Qui si potrebbe aprire una parentesi e chiedersi: come è possibile che un organismo così  sofisticato e complesso, come l’uomo, abbia lo stesso numero di geni che codificano per proteine, circa 20 mila, di un batterio o di una molecola rudimentale di lievito? La differenza fondamentale fra noi e loro non è nei geni codificanti, ma è che il nostro genoma è tutto Rna e per pochissima parte fa proteine. Ed è questo mostruoso Rna che ci dà il “fine tuning”, ossia la messa a punto di pensiero e memoria. Le proteine, volendo fare un paragone, sono il martello, il cacciavite, strumenti di lavoro, ma la regolazione sofisticata di questi strumenti è dovuta al fatto che ci sono migliaia di molecole di Rna che si parlano fra loro. Nel lievito tutto il genoma è trascritto e tradotto, non così nell’uomo. Quando ci siamo messi a sequenziare gli mRna del genoma umano abbiamo visto che sono molti di più quelli che non codificano per proteine, ma non sapevamo che cosa facessero, ora sì. E questo ci dà un vantaggio non solo di conoscenza ma anche nella predittività delle malattie. Per noi genetisti del cancro questa è una rivoluzione: abbiamo di fronte un network enormemente allargato.

Con quali implicazioni terapeutiche?
Abbiamo ora strumenti per interferire con la funzione degli Rna, indipendentemente dal fatto che facciano proteine. Che possiamo fare?  Per esempio, introdurre artificialmente nelle cellule dei microRna artificiali, dei loro mimetici, a nostro piacimento e usare come farmaci le lettere del loro linguaggio. Ci sono case farmaceutiche che competono tra loro per usare queste lettere come farmaci. Ed è già tecnicamente possibile.

Come trasferire questi Rna usandoli come farmaci?
I microRna artificiali sono così piccoli, 7-8 paia di basi, che li si può trasferire dentro le cellule. E poi oggi ci sono le nanotecnologie. Microbiglie in cui inserire questi microRna che vanno ad attaccarsi alla cellula, rilasciandoli dentro o nell’organo bersaglio. Oppure microbiglie con finestrelle che si aprono in maniera elettronica e fanno uscire il loro carico. O, ancora, si attacca l’Rna a un cargo, qualcosa che lo porta a destinazione. I microRna modificati hanno inoltre il vantaggio di essere stabili e quindi si possono dare proprio come un farmaco che per diffusione od osmosi entra nella cellula e fa ciò che deve.
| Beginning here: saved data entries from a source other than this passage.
// SPDX-License-Identifier: Apache-2.0
// Copyright Open Network Fabric Authors

//! Render a compiled [`FrrConfig`] into the text loaded by frr-reload.py

pub mod bgp;
pub mod builder;
pub mod frr;
pub mod vrf;

use crate::frr::renderer::bgp::render_vrf_bgp;
use crate::frr::renderer::builder::{ConfigBuilder, Render};
use crate::frr::renderer::frr::render_globals;
use config::internal::FrrConfig;

impl Render for FrrConfig {
    type Context = ();
    type Output = ConfigBuilder;
    fn render(&self, _: &Self::Context) -> Self::Output {
        let mut cfg = render_globals(self);

        /* vrf to vni mappings */
        self.vnis.iter().for_each(|vni| cfg += vni.render(&()));

        /* default instance */
        cfg += self.underlay.render(&());

        /* Vrf BGP instances */
        self.vnis.iter().for_each(|vni| cfg += render_vrf_bgp(vni));

        cfg
    }
}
Tutta la terapia finora è mirata a modificare la funzione delle proteine, anche le molecole intelligenti riparano enzimi, la chinasi o la fosfatasi. Ora noi abbiamo una prateria di geni e strumenti per interferire con gli Rna. Insomma, intervenendo a monte invece che a valle.

Una previsione?
In ambito scientifico una bella idea consente di pubblicare un bel lavoro, ma può finire lì, si può vincere anche il Nobel, ma poi…Le idee più importanti per noi che abbiamo l’obiettivo di curare il tumore è che ci permettano di fare previsioni. La scommessa è quali di questi Rna sono importanti per il cancro. E ce ne sono tantissimi, ne abbiamo da studiare qualcosa come 30 mila e ci permetteranno di scoprire nuovi geni coinvolti nel cancro ma anche in altre malattie.